A Behind-the-Scenes Look at Editing Claudia Rankine's "Citizen"


By NEA Literature Staff
a headshot of Jeff Shotts
Jeff Shotts. Photo by Michelle Allen  Photography

‘Tis the season to read poetry and we can’t tell you how excited we are to be celebrating National Poetry Month this spring with three collections of poetry on our NEA Big Read list. Need a good book of poems to sink into under your budding tree of choice? Try Claudia Rankine’s Citizen, winner of the National Book Critics Circle Award in Poetry and one of our most recent additions to the NEA Big Read. We asked Rankine’s editor at Graywolf Press, Jeff Shotts, about his experience working on the book and seeing it evolve. Here’s what he had to say.

NEA: One could call Citizen a blockbuster poetry book. Did its success surprise you?

SHOTTS: Any book—poetry or otherwise—that goes into sixteen printings, with more than 200,000 copies in print, and wins numerous national and international prizes is an extraordinary surprise. And yet, given the importance of Citizen, we need to reach even more people in even more communities. We’re so grateful to the NEA Big Read program for such an opportunity to do that.

NEA: What was it like working with Claudia Rankine (who recently won a MacArthur “genius grant”)?

SHOTTS: It is an utterly amazing honor to work with Claudia. To see the fascinating ways she conceives and evolves her projects is one of the great experiences of my life as an editor. To see so many people moved and transformed by her work and her vision is something that should give us all hope. When speaking of Claudia Rankine, “genius” is the right word.

NEA: How did you approach editing this book, compared to other books you’ve edited?

SHOTTS: From working on Claudia’s previous book, Don’t Let Me Be Lonely, I knew well that she is a brilliant, patient, and collaborative artist who requires a particular process, and that process should be entirely trusted. The approach for Citizen, then, was to encourage that freedom for the book to change radically, which it did, many times, from the title to the text to the visuals. With Claudia’s works, the challenge as editor is doing the utmost to present her vision, as it evolves, the best that we can, given both the opportunities and the limitations afforded by the book form. Part of what Graywolf has to impose as the publisher, of course, is a schedule, and while editorial deadlines create hurdles, they also create heat and urgency. Inside that energy is where a lot of decisions get made—how sequences spread out across a section, what specific texts and images go on a recto or a verso page, and what meets the reader’s gaze in particular ways. As Claudia has noted, one of the most difficult things was landing on the right ending to the book. The idea that the subjects of Citizen—race, microagressions, violence against the black body—would have to find a concluding point was a real problem. Claudia solved this with the very beautiful—and yet fraught—sense of openness in that last page of text, and another way we solved it is to keep editing and evolving in new printings of the book, including the changes and additions to the names of those remembered who have been murdered by police and by white supremacists. In that way, part of the editing of Citizen is to keep Citizen open as a living and ongoing community document.

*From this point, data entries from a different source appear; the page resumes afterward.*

//! CLI module for member-search
//!
//! - Argument parsing with clap
//! - Configuration merging (CLI args + config files)
//! - Command handlers for migrate, seed, search and stats

pub mod config_merger;
pub mod executor;
pub mod handlers;
pub mod parser;
pub mod validation;

pub use config_merger::ConfigurationMerger;
pub use executor::execute_command;
pub use parser::{Cli, Commands, CountMode, Environment, SearchArgs};

use crate::config::{ConfigError, Settings};
use crate::logger::{LogLevelHandle, LoggerError, init_logger};

/// Loads configuration, applies CLI overrides and validates the result.
///
/// # Errors
/// Returns error if loading, merging or validation fails
pub fn load_and_merge_config(cli: &Cli) -> Result<Settings, ConfigError> {
    ConfigurationMerger::from_cli(cli)?.merge_cli_args(cli)
}

/// Installs the global logger described by `settings.logger`.
pub fn init_logger_from_settings(settings: &Settings) -> Result<LogLevelHandle, LoggerError> {
    init_logger(&settings.logger)
}
//! Page requests and paged results.

use std::str::FromStr;

use serde::{Deserialize, Serialize};
use validator::{Validate, ValidationErrors};

use crate::error::{AppError, AppResult};

/// Slice of an ordered result set: skip `offset` rows, return at most `limit`.
#[derive(Debug, Clone, Copy, PartialEq, Eq, Serialize, Deserialize, Validate)]
pub struct PageRequest {
    #[validate(range(min = 0, message = "must not be negative"))]
    offset: i64,
    #[validate(range(min = 0, message = "must not be negative"))]
    limit: i64,
}

impl PageRequest {
    /// Creates a request from a raw offset and limit.
    ///
    /// # Errors
    /// `InvalidPageRequest` when either value is negative
    pub fn new(offset: i64, limit: i64) -> AppResult<Self> {
        let request = Self { offset, limit };
        request.ensure_valid()?;
        Ok(request)
    }

    /// Creates a request for the zero-based `page` of `size` rows.
    ///
    /// # Errors
    /// `InvalidPageRequest` when either value is negative or the offset
    /// overflows
    pub fn of_page(page: i64, size: i64) -> AppResult<Self> {
        if page < 0 {
            return Err(AppError::invalid_page_request("page", "must not be negative"));
        }
        let offset = page
            .checked_mul(size)
            .ok_or_else(|| AppError::invalid_page_request("page", "offset overflows"))?;
        Self::new(offset, size)
    }

    /// Re-checks the request. Deserialized requests bypass [`PageRequest::new`],
    /// so anything that issues a query calls this first.
    pub fn ensure_valid(&self) -> AppResult<()> {
        self.validate().map_err(invalid_page_request)
    }

    pub fn offset(&self) -> i64 {
        self.offset
    }

    pub fn limit(&self) -> i64 {
        self.limit
    }

    /// Zero-based page index; 0 when the limit is 0.
    pub fn page_index(&self) -> i64 {
        if self.limit == 0 {
            0
        } else {
            self.offset / self.limit
        }
    }

    /// True when this request starts at the first row.
    pub fn is_first(&self) -> bool {
        self.offset == 0
    }
}

fn invalid_page_request(errors: ValidationErrors) -> AppError {
    let field_errors = errors.field_errors();
    let mut fields: Vec<_> = field_errors.iter().collect();
    fields.sort_by(|(a, _), (b, _)| a.cmp(b));

    match fields.first() {
        Some((field, details)) => {
            let reason = details
                .first()
                .and_then(|detail| detail.message.as_ref())
                .map(|message| message.to_string())
                .unwrap_or_else(|| "is out of range".to_string());
            AppError::invalid_page_request(field.to_string(), reason)
        }
        None => AppError::invalid_page_request("page", errors.to_string()),
    }
}

/// One page of results plus the total number of matching rows.
#[derive(Debug, Clone, PartialEq, Serialize)]
pub struct Page<T> {
    content: Vec<T>,
    total_count: i64,
    page_index: i64,
    page_size: i64,
}

impl<T> Page<T> {
    /// Creates a page for `request`.
    ///
    /// `total_count` is raised to the number of rows actually held so the page
    /// never reports fewer rows than it carries.
    pub fn new(content: Vec<T>, request: &PageRequest, total_count: i64) -> Self {
        let held = content.len() as i64;
        Self {
            content,
            total_count: total_count.max(held),
            page_index: request.page_index(),
            page_size: request.limit(),
        }
    }

    pub fn content(&self) -> &[T] {
        &self.content
    }

    pub fn into_content(self) -> Vec<T> {
        self.content
    }

    pub fn total_count(&self) -> i64 {
        self.total_count
    }

    pub fn page_index(&self) -> i64 {
        self.page_index
    }

    pub fn page_size(&self) -> i64 {
        self.page_size
    }

    pub fn len(&self) -> usize {
        self.content.len()
    }

    pub fn is_empty(&self) -> bool {
        self.content.is_empty()
    }

    /// Number of pages of `page_size` needed for `total_count` rows.
    pub fn total_pages(&self) -> i64 {
        if self.page_size == 0 {
            return if self.total_count == 0 { 0 } else { 1 };
        }
        self.total_count / self.page_size + i64::from(self.total_count % self.page_size != 0)
    }

    pub fn has_next(&self) -> bool {
        self.page_index < self.total_pages().saturating_sub(1)
    }

    pub fn has_previous(&self) -> bool {
        self.page_index > 0
    }

    /// Transforms the content, keeping the paging metadata.
    pub fn map<U, F>(self, f: F) -> Page<U>
    where
        F: FnMut(T) -> U,
    {
        Page {
            content: self.content.into_iter().map(f).collect(),
            total_count: self.total_count,
            page_index: self.page_index,
            page_size: self.page_size,
        }
    }
}

/// How a paged search obtains its total count.
#[derive(Debug, Clone, Copy, PartialEq, Eq, Default, Serialize, Deserialize)]
#[serde(rename_all = "lowercase")]
pub enum CountStrategy {
    /// Always run the count query
    Simple,
    /// Skip the count query when the first page is already short
    #[default]
    Complex,
}

impl CountStrategy {
    pub fn as_str(&self) -> &'static str {
        match self {
            CountStrategy::Simple => "simple",
            CountStrategy::Complex => "complex",
        }
    }
}

impl FromStr for CountStrategy {
    type Err = String;

    fn from_str(s: &str) -> Result<Self, Self::Err> {
        match s.to_lowercase().as_str() {
            "simple" => Ok(CountStrategy::Simple),
            "complex" => Ok(CountStrategy::Complex),
            _ => Err(format!(
                "Invalid count strategy '{}'. Valid strategies are: simple, complex",
                s
            )),
        }
    }
}

impl std::fmt::Display for CountStrategy {
    fn fmt(&self, f: &mut std::fmt::Formatter<'_>) -> std::fmt::Result {
        write!(f, "{}", self.as_str())
    }
}

#[cfg(test)]
mod tests {
    use super::*;

    #[test]
    fn test_new_accepts_zero() {
        let request = PageRequest::new(0, 0).unwrap();

        assert_eq!(request.offset(), 0);
        assert_eq!(request.limit(), 0);
        assert_eq!(request.page_index(), 0);
    }

    #[test]
    fn test_negative_offset_is_rejected() {
        match PageRequest::new(-1, 10) {
            Err(AppError::InvalidPageRequest { field, reason }) => {
                assert_eq!(field, "offset");
                assert_eq!(reason, "must not be negative");
            }
            other => panic!("Expected InvalidPageRequest, got {:?}", other),
        }
    }

    #[test]
    fn test_negative_limit_is_rejected() {
        match PageRequest::new(0, -5) {
            Err(AppError::InvalidPageRequest { field, .. }) => assert_eq!(field, "limit"),
            other => panic!("Expected InvalidPageRequest, got {:?}", other),
        }
    }

    #[test]
    fn test_of_page_computes_offset() {
        let request = PageRequest::of_page(3, 20).unwrap();

        assert_eq!(request.offset(), 60);
        assert_eq!(request.limit(), 20);
        assert_eq!(request.page_index(), 3);
    }

    #[test]
    fn test_of_page_rejects_negative_page_and_overflow() {
        assert!(matches!(
            PageRequest::of_page(-1, 20),
            Err(AppError::InvalidPageRequest { .. })
        ));
        assert!(matches!(
            PageRequest::of_page(i64::MAX, 2),
            Err(AppError::InvalidPageRequest { .. })
        ));
    }

    #[test]
    fn test_deserialized_request_is_checked() {
        let request: PageRequest = serde_json::from_str(r#"{"offset":-3,"limit":2}"#).unwrap();

        assert!(request.ensure_valid().is_err());
    }

    #[test]
    fn test_page_metadata() {
        let request = PageRequest::of_page(1, 2).unwrap();
        let page = Page::new(vec!["member3", "member4"], &request, 5);

        assert_eq!(page.total_count(), 5);
        assert_eq!(page.page_index(), 1);
        assert_eq!(page.page_size(), 2);
        assert_eq!(page.total_pages(), 3);
        assert!(page.has_next());
        assert!(page.has_previous());
    }

    #[test]
    fn test_page_total_never_below_content() {
        let request = PageRequest::new(0, 10).unwrap();
        let page = Page::new(vec![1, 2, 3], &request, 1);

        assert_eq!(page.total_count(), 3);
    }

    #[test]
    fn test_page_past_the_end_keeps_total() {
        let request = PageRequest::new(100, 10).unwrap();
        let page: Page<i32> = Page::new(Vec::new(), &request, 4);

        assert!(page.is_empty());
        assert_eq!(page.total_count(), 4);
        assert!(!page.has_next());
    }

    #[test]
    fn test_total_pages_with_largest_page_size() {
        let request = PageRequest::new(0, i64::MAX).unwrap();
        let page = Page::new(vec![1, 2, 3, 4], &request, 4);

        assert_eq!(page.total_pages(), 1);
        assert!(!page.has_next());
    }

    #[test]
    fn test_has_next_on_last_addressable_page() {
        let request = PageRequest::new(i64::MAX, 1).unwrap();
        let page: Page<i32> = Page::new(Vec::new(), &request, 4);

        assert_eq!(page.page_index(), i64::MAX);
        assert_eq!(page.total_pages(), 4);
        assert!(!page.has_next());
        assert!(page.has_previous());
    }

    #[test]
    fn test_total_pages_rounds_up() {
        let request = PageRequest::new(0, 3).unwrap();

        assert_eq!(Page::new(vec![1, 2, 3], &request, 7).total_pages(), 3);
        assert_eq!(Page::new(vec![1, 2, 3], &request, 6).total_pages(), 2);
        assert_eq!(Page::<i32>::new(Vec::new(), &request, 0).total_pages(), 0);
    }

    #[test]
    fn test_map_keeps_metadata() {
        let request = PageRequest::new(0, 2).unwrap();
        let page = Page::new(vec![10, 20], &request, 4).map(|age| age + 1);

        assert_eq!(page.content(), &[11, 21]);
        assert_eq!(page.total_count(), 4);
    }

    #[test]
    fn test_count_strategy_parse() {
        assert_eq!("simple".parse::<CountStrategy>(), Ok(CountStrategy::Simple));
        assert_eq!("COMPLEX".parse::<CountStrategy>(), Ok(CountStrategy::Complex));
        assert!("fast".parse::<CountStrategy>().is_err());
        assert_eq!(CountStrategy::default(), CountStrategy::Complex);
    }
}
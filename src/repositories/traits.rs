//! MemberStore trait definition.

use async_trait::async_trait;

use crate::error::AppResult;
use crate::models::{AgeSummary, Member, MemberTeamDto, NewMember, NewTeam, Team, TeamAgeAverage};
use crate::query::{MemberFilter, PageRequest};

/// Query-execution boundary for members and their teams.
///
/// Every read runs against `member LEFT JOIN team`, so a member without a team
/// is still visible (with empty team fields) unless a team clause excludes it.
/// Rows come back ordered by member id ascending; implementations must keep
/// that order so that consecutive pages and repeated calls line up.
#[async_trait]
pub trait MemberStore: Send + Sync {
    /// Inserts a team and returns it with its generated id.
    async fn insert_team(&self, team: NewTeam) -> AppResult<Team>;

    /// Inserts a member and returns it with its generated id.
    async fn insert_member(&self, member: NewMember) -> AppResult<Member>;

    /// Loads projected rows matching `filter`, optionally sliced by `page`.
    async fn fetch(
        &self,
        filter: &MemberFilter,
        page: Option<PageRequest>,
    ) -> AppResult<Vec<MemberTeamDto>>;

    /// Counts rows matching `filter`, ignoring any paging.
    async fn count(&self, filter: &MemberFilter) -> AppResult<i64>;

    /// Sets the username of every matching member. Returns the affected rows.
    async fn update_username(&self, filter: &MemberFilter, username: &str) -> AppResult<usize>;

    /// Adds `delta` to the age of every matching member. Returns the affected rows.
    async fn add_age(&self, filter: &MemberFilter, delta: i32) -> AppResult<usize>;

    /// Deletes every matching member. Returns the affected rows.
    async fn delete(&self, filter: &MemberFilter) -> AppResult<usize>;

    /// Count, sum, average, max and min of the ages of matching members.
    async fn age_summary(&self, filter: &MemberFilter) -> AppResult<AgeSummary>;

    /// Average age per team name, ordered by team name. Members without a team
    /// are not included.
    async fn team_age_averages(&self) -> AppResult<Vec<TeamAgeAverage>>;
}
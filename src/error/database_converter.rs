use crate::error::{AppError, ConstraintKind, ConstraintParser, ConstraintViolation};
use diesel::result::{DatabaseErrorKind, Error as DieselError};

/// Utility for converting database errors to structured AppError variants.
///
/// Constraint violations become `Duplicate` or `Validation`; everything else
/// is reported as `Database` with the failing operation attached.
pub struct DatabaseErrorConverter;

impl DatabaseErrorConverter {
    /// Converts a Diesel error to an appropriate AppError variant.
    ///
    /// # Arguments
    /// * `error` - The Diesel error to convert
    /// * `operation` - Description of the database operation that failed
    pub fn convert_diesel_error(error: DieselError, operation: &str) -> AppError {
        match error {
            DieselError::DatabaseError(kind, info) => {
                Self::convert_database_error(kind, info, operation)
            }
            DieselError::NotFound => AppError::NotFound {
                entity: "resource".to_string(),
                field: "id".to_string(),
                value: "unknown".to_string(),
            },
            other => AppError::Database {
                operation: operation.to_string(),
                source: anyhow::Error::from(other),
            },
        }
    }

    fn convert_database_error(
        kind: DatabaseErrorKind,
        info: Box<dyn diesel::result::DatabaseErrorInformation + Send + Sync>,
        operation: &str,
    ) -> AppError {
        let message = info.message();
        let constraint_kind = match kind {
            DatabaseErrorKind::UniqueViolation => Some(ConstraintKind::Unique),
            DatabaseErrorKind::ForeignKeyViolation => Some(ConstraintKind::ForeignKey),
            DatabaseErrorKind::NotNullViolation => Some(ConstraintKind::NotNull),
            DatabaseErrorKind::CheckViolation => Some(ConstraintKind::Check),
            _ => None,
        };

        let violation = constraint_kind
            .and_then(|kind| ConstraintParser::parse(kind, message, info.constraint_name()));

        match violation {
            Some(violation) => Self::from_violation(violation),
            None => AppError::Database {
                operation: operation.to_string(),
                source: anyhow::Error::msg(format!("Database error: {}", message)),
            },
        }
    }

    fn from_violation(violation: ConstraintViolation) -> AppError {
        let ConstraintViolation {
            kind,
            entity,
            field,
            value,
        } = violation;

        match kind {
            ConstraintKind::Unique => AppError::Duplicate {
                entity,
                field,
                value: value.unwrap_or_else(|| "duplicate_value".to_string()),
            },
            ConstraintKind::ForeignKey => AppError::Validation {
                reason: format!(
                    "Invalid reference from {} with value '{}'",
                    entity,
                    value.as_deref().unwrap_or("unknown")
                ),
                field,
            },
            ConstraintKind::NotNull => AppError::Validation {
                field,
                reason: format!("Field is required for {}", entity),
            },
            ConstraintKind::Check => AppError::Validation {
                field,
                reason: format!("Check constraint failed for {} field", entity),
            },
        }
    }
}
//! Configuration types for the logger

use std::path::PathBuf;
use std::str::FromStr;

use serde::{Deserialize, Serialize};
use tracing::Level;

use crate::logger::error::LoggerError;

fn default_level() -> String {
    "info".to_string()
}

fn default_true() -> bool {
    true
}

fn default_path() -> PathBuf {
    PathBuf::from("logs/member-search.log")
}

/// Main logger configuration
#[derive(Debug, Clone, PartialEq, Eq, Serialize, Deserialize)]
pub struct LoggerConfig {
    /// One of trace, debug, info, warn, error
    #[serde(default = "default_level")]
    pub level: String,

    #[serde(default)]
    pub console: ConsoleConfig,

    #[serde(default)]
    pub file: FileConfig,
}

impl LoggerConfig {
    /// Validate the configuration
    pub fn validate(&self) -> Result<(), LoggerError> {
        parse_level(&self.level)?;
        self.file.validate()?;

        if !self.console.enabled && !self.file.enabled {
            return Err(LoggerError::config(
                "At least one output (console or file) must be enabled",
            ));
        }

        Ok(())
    }

    /// Parse the level string into a tracing::Level
    pub fn parse_level(&self) -> Result<Level, LoggerError> {
        parse_level(&self.level)
    }
}

impl Default for LoggerConfig {
    fn default() -> Self {
        Self {
            level: default_level(),
            console: ConsoleConfig::default(),
            file: FileConfig::default(),
        }
    }
}

pub(crate) fn parse_level(level: &str) -> Result<Level, LoggerError> {
    match level.to_lowercase().as_str() {
        "trace" => Ok(Level::TRACE),
        "debug" => Ok(Level::DEBUG),
        "info" => Ok(Level::INFO),
        "warn" => Ok(Level::WARN),
        "error" => Ok(Level::ERROR),
        _ => Err(LoggerError::config(format!(
            "Invalid log level '{}'. Valid levels are: trace, debug, info, warn, error",
            level
        ))),
    }
}

/// Console output configuration
#[derive(Debug, Clone, PartialEq, Eq, Serialize, Deserialize)]
pub struct ConsoleConfig {
    #[serde(default = "default_true")]
    pub enabled: bool,

    /// ANSI colours; only honoured when stderr is a terminal
    #[serde(default = "default_true")]
    pub colored: bool,
}

impl Default for ConsoleConfig {
    fn default() -> Self {
        Self {
            enabled: true,
            colored: true,
        }
    }
}

/// File output configuration
#[derive(Debug, Clone, PartialEq, Eq, Serialize, Deserialize)]
pub struct FileConfig {
    #[serde(default)]
    pub enabled: bool,

    #[serde(default = "default_path")]
    pub path: PathBuf,

    /// Append to an existing file instead of truncating it
    #[serde(default = "default_true")]
    pub append: bool,

    #[serde(default)]
    pub format: LogFormat,
}

impl FileConfig {
    /// Pure check; the writer creates missing directories when it opens the file.
    pub fn validate(&self) -> Result<(), LoggerError> {
        if self.enabled && self.path.as_os_str().is_empty() {
            return Err(LoggerError::config(
                "File path cannot be empty when file output is enabled",
            ));
        }
        Ok(())
    }
}

impl Default for FileConfig {
    fn default() -> Self {
        Self {
            enabled: false,
            path: default_path(),
            append: true,
            format: LogFormat::default(),
        }
    }
}

/// Output format for the file layer
#[derive(Debug, Clone, Copy, PartialEq, Eq, Default, Serialize, Deserialize)]
#[serde(rename_all = "lowercase")]
pub enum LogFormat {
    Full,
    Compact,
    #[default]
    Json,
}

impl LogFormat {
    pub fn as_str(&self) -> &'static str {
        match self {
            LogFormat::Full => "full",
            LogFormat::Compact => "compact",
            LogFormat::Json => "json",
        }
    }
}

impl FromStr for LogFormat {
    type Err = LoggerError;

    fn from_str(s: &str) -> Result<Self, Self::Err> {
        match s.to_lowercase().as_str() {
            "full" => Ok(LogFormat::Full),
            "compact" => Ok(LogFormat::Compact),
            "json" => Ok(LogFormat::Json),
            _ => Err(LoggerError::format(format!(
                "Invalid log format '{}'. Valid formats are: full, compact, json",
                s
            ))),
        }
    }
}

NEA: Was it difficult to categorize this book, given that it has elements of poetry, prose, and visual art? What led to the decision to call it an “American Lyric” (as opposed to, say, not categorizing it at all)?

SHOTTS: As a publisher, Graywolf relishes in the uncategorizable. The subtitle An American Lyric describes a genre that Claudia has invented for her last two books—poetry, essay, visuals—to engage a kind of American consciousness, and to engage it through lyric thinking and feeling.

NEA: The book has heft. Not just in content, but there is a physical weight to it. It’s also smaller and more compact than many of Graywolf’s other titles. Can you speak to how the materiality of Citizen was conceived?

SHOTTS: Claudia felt from the beginning that this book needed strong visual artwork and media images, and to reproduce them well, the book would require a heavier paper. Taking a cue from Zora Neale Hurston’s line “I feel most colored when I am thrown against a sharp white background,” we used a stark white paper for the interior and the cover. The compact trim size both presents the text and visuals well and allows the book to fit into readers’ hands. It’s a gallery book in one way, and in another it’s a book you’re meant to live with.